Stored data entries
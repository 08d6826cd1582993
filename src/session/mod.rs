//! Local session storage.
//!
//! A string-keyed slot store kept in a local SQLite file, holding the
//! serialized "current user" record among other client-side values. The data
//! access layer only reads the current user; the login flow writes it.

use std::path::Path;
use std::time::Duration;

use sqlx::sqlite::{SqliteConnectOptions, SqliteJournalMode, SqlitePool, SqlitePoolOptions};
use sqlx::Row;

use crate::errors::AppError;
use crate::models::User;

/// Slot holding the signed-in user.
pub const CURRENT_USER_KEY: &str = "currentUser";

/// Key/value session storage.
#[derive(Clone)]
pub struct SessionStore {
    pool: SqlitePool,
}

/// Open the session database, creating file and table if needed.
pub async fn init_session_db(db_path: &Path) -> Result<SqlitePool, sqlx::Error> {
    // Ensure the parent directory exists
    if let Some(parent) = db_path.parent() {
        tokio::fs::create_dir_all(parent).await.ok();
    }

    let options = SqliteConnectOptions::new()
        .filename(db_path)
        .create_if_missing(true)
        .journal_mode(SqliteJournalMode::Wal)
        .busy_timeout(Duration::from_secs(5));

    let pool = SqlitePoolOptions::new()
        .max_connections(2)
        .connect_with(options)
        .await?;

    sqlx::query(
        r#"
        CREATE TABLE IF NOT EXISTS local_storage (
            key TEXT PRIMARY KEY,
            value TEXT NOT NULL
        );
        "#,
    )
    .execute(&pool)
    .await?;

    Ok(pool)
}

impl SessionStore {
    pub fn new(pool: SqlitePool) -> Self {
        Self { pool }
    }

    pub async fn open(db_path: &Path) -> Result<Self, AppError> {
        Ok(Self::new(init_session_db(db_path).await?))
    }

    /// Raw value of a slot.
    pub async fn get_item(&self, key: &str) -> Result<Option<String>, AppError> {
        let row = sqlx::query("SELECT value FROM local_storage WHERE key = ?")
            .bind(key)
            .fetch_optional(&self.pool)
            .await?;
        Ok(row.map(|row| row.get("value")))
    }

    pub async fn set_item(&self, key: &str, value: &str) -> Result<(), AppError> {
        sqlx::query(
            "INSERT INTO local_storage (key, value) VALUES (?, ?) ON CONFLICT(key) DO UPDATE SET value = excluded.value",
        )
        .bind(key)
        .bind(value)
        .execute(&self.pool)
        .await?;
        Ok(())
    }

    pub async fn remove_item(&self, key: &str) -> Result<(), AppError> {
        sqlx::query("DELETE FROM local_storage WHERE key = ?")
            .bind(key)
            .execute(&self.pool)
            .await?;
        Ok(())
    }

    /// The signed-in user, if any.
    ///
    /// The slot must hold a user record with at least an `email`. Content
    /// that does not parse, or parses to JSON without an `email`, reads as no
    /// user.
    pub async fn current_user(&self) -> Result<Option<User>, AppError> {
        let Some(raw) = self.get_item(CURRENT_USER_KEY).await? else {
            return Ok(None);
        };
        match serde_json::from_str::<User>(&raw) {
            Ok(user) => Ok(Some(user)),
            Err(e) => {
                tracing::warn!(error = %e, "ignoring malformed current user in session storage");
                Ok(None)
            }
        }
    }

    pub async fn set_current_user(&self, user: &User) -> Result<(), AppError> {
        let raw = serde_json::to_string(user)?;
        self.set_item(CURRENT_USER_KEY, &raw).await
    }

    pub async fn clear_current_user(&self) -> Result<(), AppError> {
        self.remove_item(CURRENT_USER_KEY).await
    }
}
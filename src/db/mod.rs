//! Database module.
//!
//! The remote tree is the source of truth for clubs, users and notifications.

mod repository;

pub use repository::*;

use std::sync::Arc;

use crate::config::Config;
use crate::errors::AppError;
use crate::store::{MemoryStore, RestStore, TreeStore};

/// Open the tree store selected by the configuration.
///
/// Without a database URL the service runs against an empty in-memory tree.
pub fn open_store(config: &Config) -> Result<Arc<dyn TreeStore>, AppError> {
    match &config.database_url {
        Some(url) => {
            tracing::info!("Using remote tree at {}", url);
            let store = RestStore::new(url, config.database_auth.clone(), config.request_timeout)?;
            Ok(Arc::new(store))
        }
        None => {
            tracing::warn!("CLUBHUB_DATABASE_URL not set, using an in-memory tree");
            Ok(Arc::new(MemoryStore::new()))
        }
    }
}
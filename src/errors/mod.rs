//! Error handling module for the Club Hub backend.
//!
//! Every data-access operation returns `Result<_, AppError>` so callers can tell
//! "not found" apart from "the store failed".

use axum::{
    http::StatusCode,
    response::{IntoResponse, Response},
    Json,
};
use serde::{Deserialize, Serialize};

/// Error codes as constants to avoid stringly-typed errors.
pub mod codes {
    pub const NOT_FOUND: &str = "NOT_FOUND";
    pub const VALIDATION_ERROR: &str = "VALIDATION_ERROR";
    pub const CONFLICT: &str = "CONFLICT";
    pub const STORE_ERROR: &str = "STORE_ERROR";
    pub const SESSION_ERROR: &str = "SESSION_ERROR";
    pub const INTERNAL_ERROR: &str = "INTERNAL_ERROR";
    pub const BAD_REQUEST: &str = "BAD_REQUEST";
}

/// Application error type.
#[derive(Debug)]
pub enum AppError {
    /// Record not found
    NotFound(String),
    /// Invalid input, e.g. a path segment the tree cannot hold
    Validation(String),
    /// Conditional write kept losing to concurrent writers
    Conflict { message: String, attempts: u32 },
    /// Remote tree request failed or was rejected
    Store(String),
    /// Local session storage failed
    Session(String),
    /// Internal server error
    Internal(String),
    /// Bad request
    BadRequest(String),
}

impl AppError {
    /// Get the HTTP status code for this error.
    pub fn status_code(&self) -> StatusCode {
        match self {
            AppError::NotFound(_) => StatusCode::NOT_FOUND,
            AppError::Validation(_) => StatusCode::BAD_REQUEST,
            AppError::Conflict { .. } => StatusCode::CONFLICT,
            AppError::Store(_) => StatusCode::BAD_GATEWAY,
            AppError::Session(_) => StatusCode::INTERNAL_SERVER_ERROR,
            AppError::Internal(_) => StatusCode::INTERNAL_SERVER_ERROR,
            AppError::BadRequest(_) => StatusCode::BAD_REQUEST,
        }
    }

    /// Get the error code for this error.
    pub fn error_code(&self) -> &'static str {
        match self {
            AppError::NotFound(_) => codes::NOT_FOUND,
            AppError::Validation(_) => codes::VALIDATION_ERROR,
            AppError::Conflict { .. } => codes::CONFLICT,
            AppError::Store(_) => codes::STORE_ERROR,
            AppError::Session(_) => codes::SESSION_ERROR,
            AppError::Internal(_) => codes::INTERNAL_ERROR,
            AppError::BadRequest(_) => codes::BAD_REQUEST,
        }
    }

    /// Get the error message.
    pub fn message(&self) -> String {
        match self {
            AppError::NotFound(msg)
            | AppError::Validation(msg)
            | AppError::Store(msg)
            | AppError::Session(msg)
            | AppError::Internal(msg)
            | AppError::BadRequest(msg) => msg.clone(),
            AppError::Conflict { message, .. } => message.clone(),
        }
    }

    #[cfg(test)]
    pub fn is_not_found(&self) -> bool {
        matches!(self, AppError::NotFound(_))
    }
}

impl std::fmt::Display for AppError {
    fn fmt(&self, f: &mut std::fmt::Formatter<'_>) -> std::fmt::Result {
        write!(f, "{}: {}", self.error_code(), self.message())
    }
}

impl std::error::Error for AppError {}

impl From<reqwest::Error> for AppError {
    fn from(err: reqwest::Error) -> Self {
        tracing::error!("Store request error: {:?}", err);
        AppError::Store(format!("Store request error: {}", err))
    }
}

impl From<sqlx::Error> for AppError {
    fn from(err: sqlx::Error) -> Self {
        tracing::error!("Session storage error: {:?}", err);
        AppError::Session(format!("Session storage error: {}", err))
    }
}

impl From<serde_json::Error> for AppError {
    fn from(err: serde_json::Error) -> Self {
        tracing::error!("JSON error: {:?}", err);
        AppError::BadRequest(format!("JSON error: {}", err))
    }
}

/// Error details in the response envelope.
#[derive(Debug, Serialize, Deserialize)]
pub struct ErrorDetails {
    pub code: String,
    pub message: String,
    #[serde(skip_serializing_if = "Option::is_none")]
    pub details: Option<serde_json::Value>,
}

/// Error response envelope.
#[derive(Debug, Serialize, Deserialize)]
pub struct ErrorResponse {
    pub success: bool,
    pub error: ErrorDetails,
}

impl ErrorResponse {
    pub fn new(error: &AppError) -> Self {
        let details = match error {
            AppError::Conflict { attempts, .. } => Some(serde_json::json!({ "attempts": attempts })),
            _ => None,
        };

        Self {
            success: false,
            error: ErrorDetails {
                code: error.error_code().to_string(),
                message: error.message(),
                details,
            },
        }
    }
}

impl IntoResponse for AppError {
    fn into_response(self) -> Response {
        let status = self.status_code();
        let body = ErrorResponse::new(&self);
        (status, Json(body)).into_response()
    }
}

** WHAT YOU SHOULD DO **
Check each line of the entries for the word "filename", then state the count alone.

** TASK RESULT **
4